After United States President Donald Trump decided to pull out US troops from northern Syria in a sudden move on October 6, the Kurdish-led Syrian Democratic Forces (SDF) have been left without any backing and seem to be looking for allies.
The Kurdish administration in northeastern Syria called up civilians on Wednesday to defend the region against a feared Turkish assault which is believed to be imminent. “We announce three days of general mobilisation in northern and eastern Syria,” it said in a statement, urging all civilians to “head to the border with Turkey… to resist during this delicate historical moment.”
It also called on Kurds in Syria and abroad to protest against Ankara’s planned offensive. Ankara said on Tuesday it would “shortly” begin an offensive into northern Syria, as it sent more armoured vehicles to the border.
Turkey’s communications director, Fahrettin Altun and a close aide of Recep Tayyap Erdoğan, wrote in the Washington Post that Kurdish forces can either “defect” or Turkey will “have no choice but to stop them from disrupting our counter-Islamic State efforts.”
“During a phone call with President Recep Tayyip Erdoğan on Sunday, President Trump agreed to transfer the leadership of the counter-Islamic State campaign to Turkey,” Altun wrote. “The Turkish military, together with the Free Syrian Army, will cross the Turkish-Syrian border shortly.”
US President Donald Trump has blown hot and cold since a surprise announcement on Sunday that Washington was pulling back 50 to 100 “special operators” from Syria’s border with Turkey. After appearing to give a green light to the Turkish invasion, he later threatened to “obliterate” Turkey’s economy if it went too far.
He also insisted the United States had not abandoned its Kurdish allies by pulling forces out of the area. On Wednesday, the Kurdish administration said it would hold its US ally and the whole international community responsible for any “humanitarian catastrophe” that unfolds in the territory under its control.
Kurdish forces took heavy losses in the US-backed campaign against the Islamic State group in Syria which they spearheaded.

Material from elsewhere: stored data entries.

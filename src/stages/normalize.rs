use super::{ItemError, StageBatch, StageContext, StageError, StageExecutor};
use crate::{
    gate::price::parse_price_text,
    models::{PriceField, ProductRecord, Stage},
};
use async_trait::async_trait;
use serde_json::{Value, json};
use tracing::debug;

/// Applies tenant field mappings and light cleanup. Deterministic.
pub struct NormalizeExecutor;

#[async_trait]
impl StageExecutor for NormalizeExecutor {
    fn stage(&self) -> Stage {
        Stage::Normalize
    }

    async fn execute(
        &self,
        ctx: &StageContext,
        items: &[ProductRecord],
    ) -> Result<StageBatch, StageError> {
        let mut out = Vec::with_capacity(items.len());
        let mut errors = Vec::new();
        let mut mapped_fields = 0usize;

        for (index, item) in items.iter().enumerate() {
            ctx.checkpoint()?;
            let mut record = item.clone();

            for (raw_name, field) in &ctx.tenant.field_mappings {
                if let Some(value) = record.extra.remove(raw_name) {
                    if apply_mapping(&mut record, field, value.clone()) {
                        mapped_fields += 1;
                    } else {
                        debug!(target = "catalog.jobs", field = %field, "unknown_field_mapping");
                        record.extra.insert(raw_name.clone(), value);
                    }
                }
            }

            record.sku = record
                .sku
                .as_deref()
                .map(|sku| sku.trim().to_ascii_uppercase())
                .filter(|sku| !sku.is_empty());
            record.title = record
                .title
                .as_deref()
                .map(collapse_whitespace)
                .filter(|title| !title.is_empty());
            if let Some(PriceField::Text(raw)) = &record.price
                && let Some(amount) = parse_price_text(raw)
            {
                record.price = Some(PriceField::Amount(amount));
            }
            if record.currency.is_none() {
                record.currency = Some(ctx.tenant.currency.clone());
            }
            if record.category.is_none() {
                record.category = ctx.tenant.default_category.clone();
            }

            if record.sku.is_none() {
                errors.push(ItemError::new(index, &record, "missing_sku"));
                continue;
            }
            if record.title.is_none() {
                errors.push(ItemError::new(index, &record, "missing_title"));
                continue;
            }
            out.push(record);
        }

        let report = json!({
            "normalized": out.len(),
            "dropped": errors.len(),
            "mapped_fields": mapped_fields,
        });
        Ok(StageBatch::new(out, errors, report))
    }
}

fn collapse_whitespace(raw: &str) -> String {
    raw.split_whitespace().collect::<Vec<_>>().join(" ")
}

fn as_text(value: &Value) -> Option<String> {
    match value {
        Value::String(s) => Some(s.clone()),
        Value::Number(n) => Some(n.to_string()),
        _ => None,
    }
}

fn as_list(value: &Value) -> Vec<String> {
    match value {
        Value::Array(entries) => entries.iter().filter_map(as_text).collect(),
        Value::String(s) => s
            .split([',', ';'])
            .map(str::trim)
            .filter(|s| !s.is_empty())
            .map(str::to_string)
            .collect(),
        _ => Vec::new(),
    }
}

/// Fills `field` from a raw supplier attribute unless it already has a value.
fn apply_mapping(record: &mut ProductRecord, field: &str, value: Value) -> bool {
    fn fill(slot: &mut Option<String>, value: &Value) {
        if slot.is_none() {
            *slot = as_text(value);
        }
    }
    match field {
        "sku" => fill(&mut record.sku, &value),
        "title" => fill(&mut record.title, &value),
        "description" => fill(&mut record.description, &value),
        "category" => fill(&mut record.category, &value),
        "brand" => fill(&mut record.brand, &value),
        "currency" => fill(&mut record.currency, &value),
        "image" => fill(&mut record.image, &value),
        "price" => {
            if record.price.is_none() {
                record.price = match value {
                    Value::Number(n) => n.as_f64().map(PriceField::Amount),
                    Value::String(s) => Some(PriceField::Text(s)),
                    _ => None,
                };
            }
        }
        "tags" => record.tags.extend(as_list(&value)),
        "compatibility" => record.compatibility.extend(as_list(&value)),
        _ => return false,
    }
    true
}

#[cfg(test)]
mod tests {
    use super::*;
    use crate::testing::context_for_tenant;
    use crate::tenants::TenantProfile;
    use std::collections::BTreeMap;

    fn supplier_row(extra: &[(&str, Value)]) -> ProductRecord {
        ProductRecord {
            extra: extra
                .iter()
                .map(|(k, v)| (k.to_string(), v.clone()))
                .collect::<BTreeMap<_, _>>(),
            ..Default::default()
        }
    }

    #[tokio::test]
    async fn maps_supplier_columns_into_record_fields() {
        let mut tenant = TenantProfile::new("autopecas-sul");
        tenant.field_mappings = [("codigo", "sku"), ("nome", "title"), ("preco", "price"), ("aplicacao", "compatibility")]
            .into_iter()
            .map(|(a, b)| (a.to_string(), b.to_string()))
            .collect();
        tenant.default_category = Some("Freios".into());
        let ctx = context_for_tenant(Stage::Normalize, tenant);

        let items = vec![supplier_row(&[
            ("codigo", json!(" pf-12 ")),
            ("nome", json!("  Pastilha   de freio ")),
            ("preco", json!("R$ 89,90")),
            ("aplicacao", json!("Gol; Voyage")),
            ("cor", json!("preto")),
        ])];
        let batch = NormalizeExecutor.execute(&ctx, &items).await.expect("batch");
        let record = &batch.items[0];
        assert_eq!(record.sku.as_deref(), Some("PF-12"));
        assert_eq!(record.title.as_deref(), Some("Pastilha de freio"));
        assert_eq!(record.price, Some(PriceField::Amount(89.9)));
        assert_eq!(record.compatibility, vec!["Gol", "Voyage"]);
        assert_eq!(record.category.as_deref(), Some("Freios"));
        assert_eq!(record.currency.as_deref(), Some("BRL"));
        assert_eq!(record.extra.get("cor"), Some(&json!("preto")));
        assert_eq!(batch.report["mapped_fields"], 4);
    }

    #[tokio::test]
    async fn records_without_identity_are_item_errors() {
        let ctx = context_for_tenant(Stage::Normalize, TenantProfile::new("acme"));
        let items = vec![
            ProductRecord {
                sku: Some("a1".into()),
                title: Some("Filtro".into()),
                ..Default::default()
            },
            ProductRecord {
                sku: Some("   ".into()),
                title: Some("Filtro".into()),
                ..Default::default()
            },
            ProductRecord {
                sku: Some("b2".into()),
                ..Default::default()
            },
        ];
        let batch = NormalizeExecutor.execute(&ctx, &items).await.expect("batch");
        assert_eq!(batch.items.len(), 1);
        assert_eq!(batch.errors.len(), 2);
        assert_eq!(batch.errors[0].reason, "missing_sku");
        assert_eq!(batch.errors[1].reason, "missing_title");
        assert_eq!(batch.errors[1].sku.as_deref(), Some("B2"));
    }

    #[tokio::test]
    async fn normalizing_twice_changes_nothing() {
        let ctx = context_for_tenant(Stage::Normalize, TenantProfile::new("acme"));
        let items = vec![ProductRecord {
            sku: Some(" x-1".into()),
            title: Some("Vela  de ignição".into()),
            price: Some(PriceField::Text("1.234,50".into())),
            ..Default::default()
        }];
        let once = NormalizeExecutor.execute(&ctx, &items).await.expect("once");
        let twice = NormalizeExecutor.execute(&ctx, &once.items).await.expect("twice");
        assert_eq!(once.items, twice.items);
    }
}
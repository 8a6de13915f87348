use std::path::PathBuf;
use thiserror::Error;

#[derive(Debug, Error)]
pub enum CoreError {
    #[error("IO error: {0}")]
    Io(#[from] std::io::Error),

    #[error("JSON error: {0}")]
    Json(#[from] serde_json::Error),

    #[error("subtitle file not found: {0}")]
    MissingAsset(PathBuf),

    #[error("SRT parse error at line {line}: {reason}")]
    SrtParse { line: usize, reason: String },

    #[error("invalid subtitle layout: {0}")]
    InvalidLayout(String),
}

pub type Result<T> = std::result::Result<T, CoreError>;
use serde::Deserialize;
use std::path::Path;
use voxreel_core::types::TimeMs;

use crate::error::{RenderError, Result};

// ---------------------------------------------------------------------------
// ffprobe JSON output structures
// ---------------------------------------------------------------------------

#[derive(Debug, Deserialize)]
struct FfprobeOutput {
    #[serde(default)]
    streams: Vec<FfprobeStream>,
    format: FfprobeFormat,
}

#[derive(Debug, Deserialize)]
struct FfprobeStream {
    codec_type: String,
    duration: Option<String>,
}

#[derive(Debug, Deserialize)]
struct FfprobeFormat {
    duration: Option<String>,
}

// ---------------------------------------------------------------------------
// Public API
// ---------------------------------------------------------------------------

/// Ask ffprobe for the playing time of an audio file.
pub fn probe_duration(ffprobe: &str, path: impl AsRef<Path>) -> Result<TimeMs> {
    let path = path.as_ref();
    if !path.exists() {
        return Err(RenderError::MissingAsset {
            what: "audio file",
            path: path.to_path_buf(),
        });
    }

    let output = std::process::Command::new(ffprobe)
        .args([
            "-v",
            "quiet",
            "-print_format",
            "json",
            "-show_format",
            "-show_streams",
        ])
        .arg(path)
        .output()
        .map_err(|e| RenderError::FfprobeExec(e.to_string()))?;

    if !output.status.success() {
        let stderr = String::from_utf8_lossy(&output.stderr);
        return Err(RenderError::FfprobeFailed(stderr.into_owned()));
    }

    let probe: FfprobeOutput = serde_json::from_slice(&output.stdout)?;
    parse_duration(&probe)
        .ok_or_else(|| RenderError::FfprobeFailed("no duration reported".to_string()))
}

// ---------------------------------------------------------------------------
// Internal helpers
// ---------------------------------------------------------------------------

/// Container duration, falling back to the first audio stream's duration.
fn parse_duration(probe: &FfprobeOutput) -> Option<TimeMs> {
    let stream_duration = || {
        probe
            .streams
            .iter()
            .filter(|s| s.codec_type == "audio")
            .find_map(|s| s.duration.as_deref())
    };

    probe
        .format
        .duration
        .as_deref()
        .or_else(stream_duration)
        .and_then(|d| d.parse::<f64>().ok())
        .filter(|secs| secs.is_finite() && *secs > 0.0)
        .map(TimeMs::from_seconds)
}

// ---------------------------------------------------------------------------
// Tests
// ---------------------------------------------------------------------------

In March, they declared the territorial defeat of IS after overrunning the jihadists’ last redoubt in the village of Baghouz in eastern Syria.
Ankara strongly opposed Washington’s support for Kurdish forces in Syria citing their links to the outlawed Kurdistan Workers’ Party (PKK) which has fought a deadly insurgency against the Turkish state since 1984. Turkey has already carried out two cross-border offensives into Syria, including one in 2018 that saw it and allied Syria rebels overrun the majority-Kurdish Afrin enclave in the northwest.